Certainly some, and perhaps the majority, of the costs associated with local government functions can be clearly identified and funded through transfer payments. However other functions, particularly investments in economic development are specific to a place and time and require local funding capacity to be implemented. Smart specialisation strategies are a useful example. Each LA can develop an investment strategy that is appropriate for its unique opportunities and needs. However, it can only implement that strategy if it has the financial capacity to make the investment. This will be difficult for LAs that rely to a great extent on transfers and grants that are restricted to specific uses as their main source of revenue.
European policy and funding
European policy is a layer in multi-level governance. EU directives and programmes help shape rural development, and the European Union has a well-established development approach. As such, better co‑ordination and alignment of EU programmes is key. The Rural Pact is a European Commission initiative (launched in 2021) under the umbrella of the Long-Term Vision for Rural Areas. ORF closely overlaps with the long-term vision for rural areas, often called the Rural Pact. They have common strategic objectives, rural proofing and rely to some degree on EU funding. Both prioritise rebuilding rural areas to be attractive for living, working and investment, target regeneration and digital access as means to reverse decline and depopulation. They both also feature commitments to rural proofing policies, investing in digital infrastructure and supporting community-led initiatives.

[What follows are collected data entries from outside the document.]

// workout-planner-lib/src/exercise.rs
use serde::{Deserialize, Serialize};
use std::fmt;
use strum_macros::Display;
use thiserror::Error;

/// Opaque identifier, assigned once when an exercise is added.
pub type ExerciseId = String;

// Form fields, used to point validation errors at the offending input
#[derive(Debug, Clone, Copy, PartialEq, Eq, Display)]
pub enum Field {
    Name,
    Sets,
    Reps,
    Duration,
}

#[derive(Error, Debug, Clone, PartialEq, Eq)]
pub enum ValidationError {
    #[error("Exercise name cannot be empty.")]
    EmptyName,
    #[error("{0} must be at least 1.")]
    NotPositive(Field),
    #[error("{field} must be a whole number (got '{input}').")]
    InvalidNumber { field: Field, input: String },
}

#[derive(Serialize, Deserialize, Debug, Clone, PartialEq, Eq)]
pub struct Exercise {
    pub id: ExerciseId,
    pub name: String,
    pub sets: u32,
    pub reps: u32,
    /// Seconds. Omitted from the stored JSON when absent.
    #[serde(default, skip_serializing_if = "Option::is_none")]
    pub duration: Option<u32>,
}

impl Exercise {
    /// Checks the record invariants (non-empty name, positive counts).
    /// # Errors
    /// Returns the first `ValidationError` found.
    pub fn validate(&self) -> Result<(), ValidationError> {
        check_fields(&self.name, self.sets, self.reps, self.duration)
    }

    /// Copies the editable fields into a fresh draft.
    #[must_use]
    pub fn draft(&self) -> ExerciseDraft {
        ExerciseDraft {
            name: self.name.clone(),
            sets: self.sets,
            reps: self.reps,
            duration: self.duration,
        }
    }
}

// Matches the list row of the planner: "Squat: 3 sets x 10 reps (30 seconds)"
impl fmt::Display for Exercise {
    fn fmt(&self, f: &mut fmt::Formatter<'_>) -> fmt::Result {
        write!(f, "{}: {} sets x {} reps", self.name, self.sets, self.reps)?;
        if let Some(secs) = self.duration {
            write!(f, " ({secs} seconds)")?;
        }
        Ok(())
    }
}

/// Field values for an exercise that has no id yet (or whose edit is not committed).
#[derive(Debug, Clone, PartialEq, Eq, Default)]
pub struct ExerciseDraft {
    pub name: String,
    pub sets: u32,
    pub reps: u32,
    pub duration: Option<u32>,
}

impl ExerciseDraft {
    pub fn new(name: impl Into<String>, sets: u32, reps: u32) -> Self {
        Self {
            name: name.into(),
            sets,
            reps,
            duration: None,
        }
    }

    #[must_use]
    pub fn with_duration(mut self, seconds: u32) -> Self {
        self.duration = Some(seconds);
        self
    }

    /// Builds a draft from raw form text. A blank duration means "no duration".
    /// # Errors
    /// Returns a `ValidationError` naming the first field that is empty,
    /// not a number, or not positive.
    pub fn parse(
        name: &str,
        sets: &str,
        reps: &str,
        duration: &str,
    ) -> Result<Self, ValidationError> {
        let name = name.trim();
        if name.is_empty() {
            return Err(ValidationError::EmptyName);
        }
        let duration = if duration.trim().is_empty() {
            None
        } else {
            Some(parse_count(Field::Duration, duration)?)
        };
        Ok(Self {
            name: name.to_string(),
            sets: parse_count(Field::Sets, sets)?,
            reps: parse_count(Field::Reps, reps)?,
            duration,
        })
    }

    /// # Errors
    /// Returns the first `ValidationError` found.
    pub fn validate(&self) -> Result<(), ValidationError> {
        check_fields(&self.name, self.sets, self.reps, self.duration)
    }

    pub(crate) fn into_exercise(self, id: ExerciseId) -> Exercise {
        Exercise {
            id,
            name: self.name.trim().to_string(),
            sets: self.sets,
            reps: self.reps,
            duration: self.duration,
        }
    }
}

impl From<&Exercise> for ExerciseDraft {
    fn from(exercise: &Exercise) -> Self {
        exercise.draft()
    }
}

fn check_fields(
    name: &str,
    sets: u32,
    reps: u32,
    duration: Option<u32>,
) -> Result<(), ValidationError> {
    if name.trim().is_empty() {
        return Err(ValidationError::EmptyName);
    }
    if sets == 0 {
        return Err(ValidationError::NotPositive(Field::Sets));
    }
    if reps == 0 {
        return Err(ValidationError::NotPositive(Field::Reps));
    }
    if duration == Some(0) {
        return Err(ValidationError::NotPositive(Field::Duration));
    }
    Ok(())
}

fn parse_count(field: Field, input: &str) -> Result<u32, ValidationError> {
    let value: u32 = input
        .trim()
        .parse()
        .map_err(|_| ValidationError::InvalidNumber {
            field,
            input: input.trim().to_string(),
        })?;
    if value == 0 {
        return Err(ValidationError::NotPositive(field));
    }
    Ok(value)
}

#[cfg(test)]
mod tests {
    use super::*;

    #[test]
    fn display_includes_duration_only_when_present() {
        let mut squat = ExerciseDraft::new("Squat", 3, 10).into_exercise("1".into());
        assert_eq!(squat.to_string(), "Squat: 3 sets x 10 reps");
        squat.duration = Some(45);
        assert_eq!(squat.to_string(), "Squat: 3 sets x 10 reps (45 seconds)");
    }

    #[test]
    fn parse_trims_and_treats_blank_duration_as_absent() {
        let draft = ExerciseDraft::parse("  Plank ", "2", " 1", "  ").unwrap();
        assert_eq!(draft, ExerciseDraft::new("Plank", 2, 1));
    }

    #[test]
    fn parse_reports_offending_field() {
        assert_eq!(
            ExerciseDraft::parse("", "3", "10", ""),
            Err(ValidationError::EmptyName)
        );
        assert_eq!(
            ExerciseDraft::parse("Squat", "0", "10", ""),
            Err(ValidationError::NotPositive(Field::Sets))
        );
        assert_eq!(
            ExerciseDraft::parse("Squat", "3", "ten", ""),
            Err(ValidationError::InvalidNumber {
                field: Field::Reps,
                input: "ten".to_string()
            })
        );
        assert_eq!(
            ExerciseDraft::parse("Squat", "3", "10", "-5"),
            Err(ValidationError::InvalidNumber {
                field: Field::Duration,
                input: "-5".to_string()
            })
        );
    }

    #[test]
    fn validate_rejects_zero_duration() {
        let draft = ExerciseDraft::new("Run", 1, 1).with_duration(0);
        assert_eq!(
            draft.validate(),
            Err(ValidationError::NotPositive(Field::Duration))
        );
    }

    #[test]
    fn missing_or_null_duration_deserializes_as_none() {
        let a: Exercise =
            serde_json::from_str(r#"{"id":"1","name":"Squat","sets":3,"reps":10}"#).unwrap();
        let b: Exercise = serde_json::from_str(
            r#"{"id":"1","name":"Squat","sets":3,"reps":10,"duration":null}"#,
        )
        .unwrap();
        assert_eq!(a.duration, None);
        assert_eq!(a, b);
        assert!(!serde_json::to_string(&a).unwrap().contains("duration"));
    }
}
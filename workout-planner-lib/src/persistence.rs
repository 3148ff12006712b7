// workout-planner-lib/src/persistence.rs
use crate::exercise::Exercise;
use std::collections::HashSet;
use std::fs;
use std::path::{Path, PathBuf};
use thiserror::Error;
use tracing::{debug, warn};

const APP_DATA_DIR: &str = "workout-planner";
const DATA_ENV_VAR: &str = "WORKOUT_PLANNER_DATA_DIR";

#[derive(Error, Debug)]
pub enum PersistenceError {
    #[error("Could not determine data directory.")]
    DataDir,
    #[error("I/O error accessing exercise slot: {0}")]
    Io(#[from] std::io::Error),
    #[error("Failed to parse stored exercises (JSON): {0}")]
    Parse(serde_json::Error),
    #[error("Failed to serialize exercises (JSON): {0}")]
    Serialize(serde_json::Error),
    #[error("Stored exercise '{id}' is invalid: {reason}")]
    InvalidRecord { id: String, reason: String },
    #[error("Duplicate exercise id in stored data: {0}")]
    DuplicateId(String),
    #[error("Storage rejected the write: {0}")]
    WriteRejected(String),
}

/// A durable slot holding the whole ordered collection as text.
///
/// `load` never fails: an absent, blank or malformed slot yields an empty
/// collection. `save` overwrites the slot with the full collection.
pub trait Persistence {
    fn load(&self) -> Vec<Exercise>;

    /// # Errors
    /// Returns `PersistenceError` if the collection cannot be written.
    fn save(&mut self, exercises: &[Exercise]) -> Result<(), PersistenceError>;

    /// Human readable location of the slot, for logs and the CLI.
    fn location(&self) -> String;
}

/// Parses slot text. Blank text is an empty collection; anything that
/// breaks the record invariants rejects the whole collection.
/// # Errors
/// Returns `PersistenceError::Parse`, `InvalidRecord` or `DuplicateId`.
pub fn decode(text: &str) -> Result<Vec<Exercise>, PersistenceError> {
    if text.trim().is_empty() {
        return Ok(Vec::new());
    }
    let exercises: Vec<Exercise> = serde_json::from_str(text).map_err(PersistenceError::Parse)?;

    {
        let mut seen = HashSet::with_capacity(exercises.len());
        for exercise in &exercises {
            exercise
                .validate()
                .map_err(|e| PersistenceError::InvalidRecord {
                    id: exercise.id.clone(),
                    reason: e.to_string(),
                })?;
            if !seen.insert(exercise.id.as_str()) {
                return Err(PersistenceError::DuplicateId(exercise.id.clone()));
            }
        }
    }
    Ok(exercises)
}

/// # Errors
/// Returns `PersistenceError::Serialize` if serialization fails.
pub fn encode(exercises: &[Exercise]) -> Result<String, PersistenceError> {
    serde_json::to_string(exercises).map_err(PersistenceError::Serialize)
}

fn decode_or_empty(text: &str, location: &str) -> Vec<Exercise> {
    match decode(text) {
        Ok(exercises) => exercises,
        Err(e) => {
            warn!(slot = location, error = %e, "Discarding unreadable exercise slot");
            Vec::new()
        }
    }
}

/// Determines the directory holding the exercise slot.
/// The environment variable wins over the configured directory, which wins
/// over the platform data directory.
/// # Errors
/// Returns `PersistenceError::DataDir` if no directory can be determined.
pub fn get_data_dir(configured: Option<&Path>) -> Result<PathBuf, PersistenceError> {
    if let Ok(dir) = std::env::var(DATA_ENV_VAR) {
        if !dir.trim().is_empty() {
            return Ok(PathBuf::from(dir));
        }
    }
    if let Some(dir) = configured {
        return Ok(dir.to_path_buf());
    }
    let base = dirs::data_dir().ok_or(PersistenceError::DataDir)?;
    Ok(base.join(APP_DATA_DIR))
}

/// JSON file slot: `<dir>/<slot_name>.json`.
#[derive(Debug, Clone)]
pub struct FileSlot {
    path: PathBuf,
}

impl FileSlot {
    pub fn new(path: impl Into<PathBuf>) -> Self {
        Self { path: path.into() }
    }

    pub fn in_dir(dir: &Path, slot_name: &str) -> Self {
        Self::new(dir.join(format!("{slot_name}.json")))
    }

    pub fn path(&self) -> &Path {
        &self.path
    }
}

impl Persistence for FileSlot {
    fn load(&self) -> Vec<Exercise> {
        if !self.path.exists() {
            debug!(slot = %self.path.display(), "No exercise slot yet, starting empty");
            return Vec::new();
        }
        match fs::read_to_string(&self.path) {
            Ok(text) => decode_or_empty(&text, &self.location()),
            Err(e) => {
                warn!(slot = %self.path.display(), error = %e, "Failed to read exercise slot");
                Vec::new()
            }
        }
    }

    fn save(&mut self, exercises: &[Exercise]) -> Result<(), PersistenceError> {
        if let Some(parent) = self.path.parent() {
            if !parent.as_os_str().is_empty() && !parent.exists() {
                fs::create_dir_all(parent)?;
            }
        }
        let text = encode(exercises)?;
        // Write beside the slot and rename so a crash never leaves half a file
        let tmp_path = self.path.with_extension("json.tmp");
        fs::write(&tmp_path, text)?;
        if let Err(e) = fs::rename(&tmp_path, &self.path) {
            let _ = fs::remove_file(&tmp_path);
            return Err(e.into());
        }
        debug!(slot = %self.path.display(), count = exercises.len(), "Saved exercises");
        Ok(())
    }

    fn location(&self) -> String {
        self.path.display().to_string()
    }
}

/// In-memory slot. Holds the same text a file slot would.
#[derive(Debug, Clone, Default)]
pub struct MemorySlot {
    text: Option<String>,
    fail_writes: bool,
    writes: usize,
}

impl MemorySlot {
    pub fn new() -> Self {
        Self::default()
    }

    pub fn with_text(text: impl Into<String>) -> Self {
        Self {
            text: Some(text.into()),
            ..Self::default()
        }
    }

    pub fn contents(&self) -> Option<&str> {
        self.text.as_deref()
    }

    /// Makes every following `save` fail, as a full storage quota would.
    pub fn set_fail_writes(&mut self, fail: bool) {
        self.fail_writes = fail;
    }

    /// Number of successful writes.
    pub fn write_count(&self) -> usize {
        self.writes
    }
}

impl Persistence for MemorySlot {
    fn load(&self) -> Vec<Exercise> {
        self.text
            .as_deref()
            .map(|text| decode_or_empty(text, "memory"))
            .unwrap_or_default()
    }

    fn save(&mut self, exercises: &[Exercise]) -> Result<(), PersistenceError> {
        if self.fail_writes {
            return Err(PersistenceError::WriteRejected("quota exceeded".to_string()));
        }
        self.text = Some(encode(exercises)?);
        self.writes += 1;
        Ok(())
    }

    fn location(&self) -> String {
        "memory".to_string()
    }
}
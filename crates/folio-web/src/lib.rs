//! Browser adapter for the Folio page engine
//!
//! Binds [`folio_engine::PageEngine`] to a live document. The adapter
//! resolves and measures the page once at mount ([`page::PageDom`]),
//! feeds browser events into the engine, and applies the engine's op
//! buffer back to the DOM after every event and animation frame
//! ([`events`]).
//!
//! The JS side only sees [`PortfolioApp`]:
//!
//! ```js
//! import init, { PortfolioApp } from "./folio_web.js";
//!
//! await init();
//! const app = new PortfolioApp();
//! app.mount();
//! ```

use std::cell::RefCell;
use std::rc::Rc;

use wasm_bindgen::prelude::*;
use web_sys::console;

use folio_engine::{PageEngine, PageOptions, Severity};

pub mod events;
pub mod page;

pub use page::{MountError, PageDom};

/// The portfolio page, exported to JS
///
/// Constructing it resolves the document; [`PortfolioApp::mount`] starts
/// the page behaviors. Both fail with a string error if the document is
/// not shaped like the portfolio page.
#[wasm_bindgen]
pub struct PortfolioApp {
    engine: Rc<RefCell<PageEngine>>,
    dom: Rc<PageDom>,
}

#[wasm_bindgen]
impl PortfolioApp {
    /// Resolve the document and build an engine with default timings
    #[wasm_bindgen(constructor)]
    pub fn new() -> Result<PortfolioApp, JsValue> {
        #[cfg(feature = "console_error_panic_hook")]
        console_error_panic_hook::set_once();

        let dom = PageDom::resolve().map_err(|e| JsValue::from_str(&e.to_string()))?;

        Ok(Self {
            engine: Rc::new(RefCell::new(PageEngine::new(PageOptions::default()))),
            dom: Rc::new(dom),
        })
    }

    /// Measure the page, start the engine, and attach all listeners
    ///
    /// The loading overlay appears immediately; everything else plays out
    /// through the animation-frame loop this starts.
    #[wasm_bindgen]
    pub fn mount(&self) -> Result<(), JsValue> {
        let layout = self.dom.measure_layout();
        let sections = layout.sections.len();
        let cards = layout.cards.len();
        let viewport = self.dom.viewport();
        let now = self.dom.now();

        self.engine
            .borrow_mut()
            .init(layout, viewport, now)
            .map_err(|e| JsValue::from_str(&e.to_string()))?;
        events::flush(&self.engine, &self.dom);

        events::wire(&self.engine, &self.dom);
        events::start_frame_loop(self.engine.clone(), self.dom.clone());

        self.dom.inject_rainbow_keyframes();
        console::debug_1(&JsValue::from_str(&format!(
            "[app] mounted: {} sections, {} cards wired",
            sections, cards
        )));
        greet();
        probe_service_worker();

        Ok(())
    }

    /// Show a notification from JS
    ///
    /// `severity` is one of `success`, `error`, `warning` or `info`;
    /// anything else falls back to `info`.
    #[wasm_bindgen]
    pub fn notify(&self, message: &str, severity: &str) {
        let now = self.dom.now();
        self.engine
            .borrow_mut()
            .notify(message, parse_severity(severity), now);
        events::flush(&self.engine, &self.dom);
    }

    /// Engine state as a JSON string, for debugging from the console
    #[wasm_bindgen]
    pub fn snapshot_json(&self) -> String {
        let snapshot = self.engine.borrow().snapshot();
        serde_json::to_string(&snapshot).unwrap_or_else(|_| "{}".to_string())
    }
}

fn parse_severity(severity: &str) -> Severity {
    match severity {
        "success" => Severity::Success,
        "error" => Severity::Error,
        "warning" => Severity::Warning,
        _ => Severity::Info,
    }
}

/// Console greeting for anyone who opens devtools
fn greet() {
    console::log_2(
        &JsValue::from_str("%c\u{1f468}\u{200d}\u{1f4bb} Hey there, developer! \u{1f469}\u{200d}\u{1f4bb}"),
        &JsValue::from_str("color: #667eea; font-size: 20px; font-weight: bold;"),
    );
    console::log_2(
        &JsValue::from_str(
            "%cThanks for checking out the code! This portfolio was built with Rust and WebAssembly.",
        ),
        &JsValue::from_str("color: #764ba2; font-size: 14px;"),
    );
    console::log_2(
        &JsValue::from_str(
            "%cIf you have any questions or want to collaborate, feel free to reach out!",
        ),
        &JsValue::from_str("color: #ff6b6b; font-size: 14px;"),
    );
}

/// Placeholder for PWA support; only reports whether the API exists
fn probe_service_worker() {
    let Some(window) = web_sys::window() else {
        return;
    };
    let has_api = js_sys::Reflect::has(window.navigator().as_ref(), &JsValue::from_str("serviceWorker"))
        .unwrap_or(false);
    if has_api {
        console::debug_1(&JsValue::from_str(
            "[app] serviceWorker API available, no worker registered",
        ));
    }
}
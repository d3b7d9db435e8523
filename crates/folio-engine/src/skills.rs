//! Skill bar fill animation
//!
//! Bars fill to their target percentage the first time they are visible
//! when a check runs. A per-bar flag makes the animation one-shot; later
//! checks skip filled bars.

use crate::geometry::Viewport;
use crate::layout::SkillBar;
use crate::ops::DomOp;

/// One-shot fill state for the page's skill bars
#[derive(Clone, Debug, Default)]
pub struct SkillBars {
    animated: Vec<bool>,
}

impl SkillBars {
    /// Create with no bar filled
    pub fn new() -> Self {
        Self::default()
    }

    /// Fill every visible, not-yet-filled bar
    pub fn animate_visible(&mut self, viewport: &Viewport, bars: &[SkillBar], ops: &mut Vec<DomOp>) {
        if self.animated.len() < bars.len() {
            self.animated.resize(bars.len(), false);
        }

        for (i, bar) in bars.iter().enumerate() {
            if self.animated[i] {
                continue;
            }
            if bar.span.visible_in(viewport) {
                self.animated[i] = true;
                ops.push(DomOp::SkillFill {
                    bar: i,
                    pct: bar.target_pct,
                });
            }
        }
    }

    /// Per-bar fill flags, in DOM order
    pub fn animated(&self) -> &[bool] {
        &self.animated
    }
}

#[cfg(test)]
mod tests {
    use super::*;

    fn bars() -> Vec<SkillBar> {
        vec![
            SkillBar::new(100.0, 8.0, 90.0),
            SkillBar::new(200.0, 8.0, 75.0),
            SkillBar::new(2000.0, 8.0, 60.0),
        ]
    }

    #[test]
    fn test_fills_only_visible_bars() {
        let mut skills = SkillBars::new();
        let mut ops = Vec::new();
        let viewport = Viewport::new(0.0, 800.0);

        skills.animate_visible(&viewport, &bars(), &mut ops);

        assert_eq!(
            ops,
            vec![
                DomOp::SkillFill { bar: 0, pct: 90.0 },
                DomOp::SkillFill { bar: 1, pct: 75.0 },
            ]
        );
        assert_eq!(skills.animated(), &[true, true, false]);
    }

    #[test]
    fn test_fill_is_idempotent() {
        let mut skills = SkillBars::new();
        let mut ops = Vec::new();
        let viewport = Viewport::new(0.0, 800.0);
        let bars = bars();

        skills.animate_visible(&viewport, &bars, &mut ops);
        let first = ops.len();

        skills.animate_visible(&viewport, &bars, &mut ops);
        skills.animate_visible(&viewport, &bars, &mut ops);
        assert_eq!(ops.len(), first, "Re-running fills nothing new");
    }

    #[test]
    fn test_later_scroll_fills_remaining_bars() {
        let mut skills = SkillBars::new();
        let mut ops = Vec::new();
        let bars = bars();

        skills.animate_visible(&Viewport::new(0.0, 800.0), &bars, &mut ops);
        ops.clear();

        skills.animate_visible(&Viewport::new(1900.0, 800.0), &bars, &mut ops);
        assert_eq!(ops, vec![DomOp::SkillFill { bar: 2, pct: 60.0 }]);
        assert_eq!(skills.animated(), &[true, true, true]);
    }

    #[test]
    fn test_bar_touching_viewport_edge_stays_empty() {
        let mut skills = SkillBars::new();
        let mut ops = Vec::new();
        // Bar top sits exactly at the viewport bottom
        let bars = vec![SkillBar::new(800.0, 8.0, 50.0)];

        skills.animate_visible(&Viewport::new(0.0, 800.0), &bars, &mut ops);
        assert!(ops.is_empty());
    }
}
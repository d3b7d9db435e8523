//! Loading overlay lifecycle
//!
//! The overlay is inserted as soon as the engine starts, fades out after a
//! fixed delay, and is removed from the document once the fade has played.
//! One-shot: the phase machine only moves forward.

use crate::ops::DomOp;
use crate::options::PageOptions;

/// Lifecycle phase of the loading overlay
#[derive(Clone, Copy, Debug, PartialEq, Eq)]
pub enum OverlayPhase {
    /// Overlay is covering the page
    Shown,
    /// Fade-out transition is playing
    Hiding,
    /// Overlay has been removed from the document
    Removed,
}

/// Phase machine for the transient loading overlay
#[derive(Clone, Copy, Debug)]
pub struct LoadingOverlay {
    started_at: f64,
    phase: OverlayPhase,
}

impl LoadingOverlay {
    /// Insert the overlay and start its clock
    pub fn new(now: f64, ops: &mut Vec<DomOp>) -> Self {
        ops.push(DomOp::OverlayInsert);
        Self {
            started_at: now,
            phase: OverlayPhase::Shown,
        }
    }

    /// Advance the phase machine. A long gap between frames can move
    /// through both remaining phases in a single call, in order.
    pub fn tick(&mut self, now: f64, opts: &PageOptions, ops: &mut Vec<DomOp>) {
        let elapsed = now - self.started_at;

        if self.phase == OverlayPhase::Shown && elapsed >= opts.overlay_hide_delay_ms {
            self.phase = OverlayPhase::Hiding;
            ops.push(DomOp::OverlayHide);
        }

        if self.phase == OverlayPhase::Hiding
            && elapsed >= opts.overlay_hide_delay_ms + opts.overlay_remove_lag_ms
        {
            self.phase = OverlayPhase::Removed;
            ops.push(DomOp::OverlayRemove);
        }
    }

    /// Current phase
    pub fn phase(&self) -> OverlayPhase {
        self.phase
    }

    /// Whether the overlay has left the document
    pub fn is_done(&self) -> bool {
        self.phase == OverlayPhase::Removed
    }
}
//! Parallax and hover presentation effects
//!
//! Purely cosmetic, no state survives between events beyond op dedup. The
//! hero background drifts against the scroll direction; project cards lift
//! under the pointer and settle when it leaves.

use crate::ops::DomOp;

/// Vertical drift of the hero background per scrolled pixel
pub const PARALLAX_RATE: f32 = -0.5;

/// Parallax offset tracking for the hero background
#[derive(Clone, Copy, Debug, Default)]
pub struct Parallax {
    last_offset: Option<f32>,
}

impl Parallax {
    /// Create with no offset applied yet
    pub fn new() -> Self {
        Self::default()
    }

    /// Recompute the background offset for a scroll event
    pub fn update(&mut self, scroll_y: f32, ops: &mut Vec<DomOp>) {
        let offset = scroll_y * PARALLAX_RATE;
        if self.last_offset != Some(offset) {
            self.last_offset = Some(offset);
            ops.push(DomOp::HeroParallax { offset });
        }
    }
}

/// Raise or settle a card under the pointer
pub fn card_lift(card: usize, lifted: bool, ops: &mut Vec<DomOp>) {
    ops.push(DomOp::CardLift { card, lifted });
}
//! Engine timing configuration
//!
//! Every deferred effect on the page runs on a delay that was a literal in
//! the hand-written version of this site. [`PageOptions`] gathers those
//! delays in one serializable struct so tests and embedders can tune them;
//! the defaults reproduce the shipped page exactly.
//!
//! Fixed behavioral thresholds (scrollspy lookahead, header thresholds,
//! parallax rate, observer margins) are named constants in their modules,
//! not options. They define what the behaviors mean, not how fast they run.

use serde::{Deserialize, Serialize};

/// Timing knobs for the page behavior engine, all in milliseconds
#[derive(Clone, Copy, Debug, PartialEq, Serialize, Deserialize)]
pub struct PageOptions {
    /// Delay before the loading overlay starts its fade-out
    pub overlay_hide_delay_ms: f64,
    /// Additional delay before the faded overlay is removed from the document
    pub overlay_remove_lag_ms: f64,
    /// Delay before the hero subtitle typewriter starts
    pub typewriter_start_delay_ms: f64,
    /// Interval between typed characters for the hero subtitle
    pub typewriter_interval_ms: f64,
    /// Simulated network delay for the contact form submission
    pub submit_delay_ms: f64,
    /// Delay before a spawned notification slides into view
    pub notice_slide_in_ms: f64,
    /// Lifetime of a notification before it starts sliding out
    pub notice_dismiss_ms: f64,
    /// Additional delay before a slid-out notification is removed
    pub notice_remove_lag_ms: f64,
    /// Per-card stagger between reveal animations in one batch
    pub card_stagger_ms: f64,
    /// Delay between the skills section entering view and the bars filling
    pub skills_delay_ms: f64,
    /// Delay before the post-load animation kick (skill + card re-check)
    pub initial_kick_ms: f64,
    /// How long the easter-egg rainbow animation stays on the page
    pub rainbow_duration_ms: f64,
}

impl Default for PageOptions {
    fn default() -> Self {
        Self {
            overlay_hide_delay_ms: 1500.0,
            overlay_remove_lag_ms: 500.0,
            typewriter_start_delay_ms: 1000.0,
            typewriter_interval_ms: 50.0,
            submit_delay_ms: 2000.0,
            notice_slide_in_ms: 100.0,
            notice_dismiss_ms: 5000.0,
            notice_remove_lag_ms: 300.0,
            card_stagger_ms: 100.0,
            skills_delay_ms: 300.0,
            initial_kick_ms: 500.0,
            rainbow_duration_ms: 2000.0,
        }
    }
}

Ireland’s overall allocation from the various EU Cohesion Policy funds (European Regional Development Fund [ERDF], European Social Fund Plus [ESF+], EU Just Transition Fund, European Maritime Fisheries and Aquaculture Fund) totals EUR 1.4 billion for 2021-2027 (PEIPSRD, 2025[75]). These figures do not include separate CAP Pillar 1 (direct payments) or LEADER funds, which are significant in the rural context. The CAP and the LEADER Rural Development Programme, and the ERDFs are the main European sources of funding that impact on rural Ireland. The LEADER programme, focused on local rural development, has a financial allocation of EUR 250 million for the period up to 2027 (EC, 2025[76]). This supports initiatives in rural enterprise, environment and social inclusion via LAGs (see Table 3.4).
The CAP, managed primarily by the Department of Agriculture, Food and the Marine, and the ERDF are the main EU sources of funding that impact rural Ireland. The DRCDGG is the paying agency for the LEADER programme, which is funded through Irelands’ CAP Strategic Plan 2023-2027. The ERDF, designed to correct social, economic and territorial disparities, is administered by the three regional assemblies established by the reform of local government in 2024. LAs in Ireland access ERDF funding through a structured, programme-based system, managed at the regional level by regional assemblies. EU funds allocated for regional and rural development are evolving with increasingly stringent restrictions on their use. In addition, numerous EU directives – covering areas such as consumer law, transport, energy and the environment – must be incorporated into policies.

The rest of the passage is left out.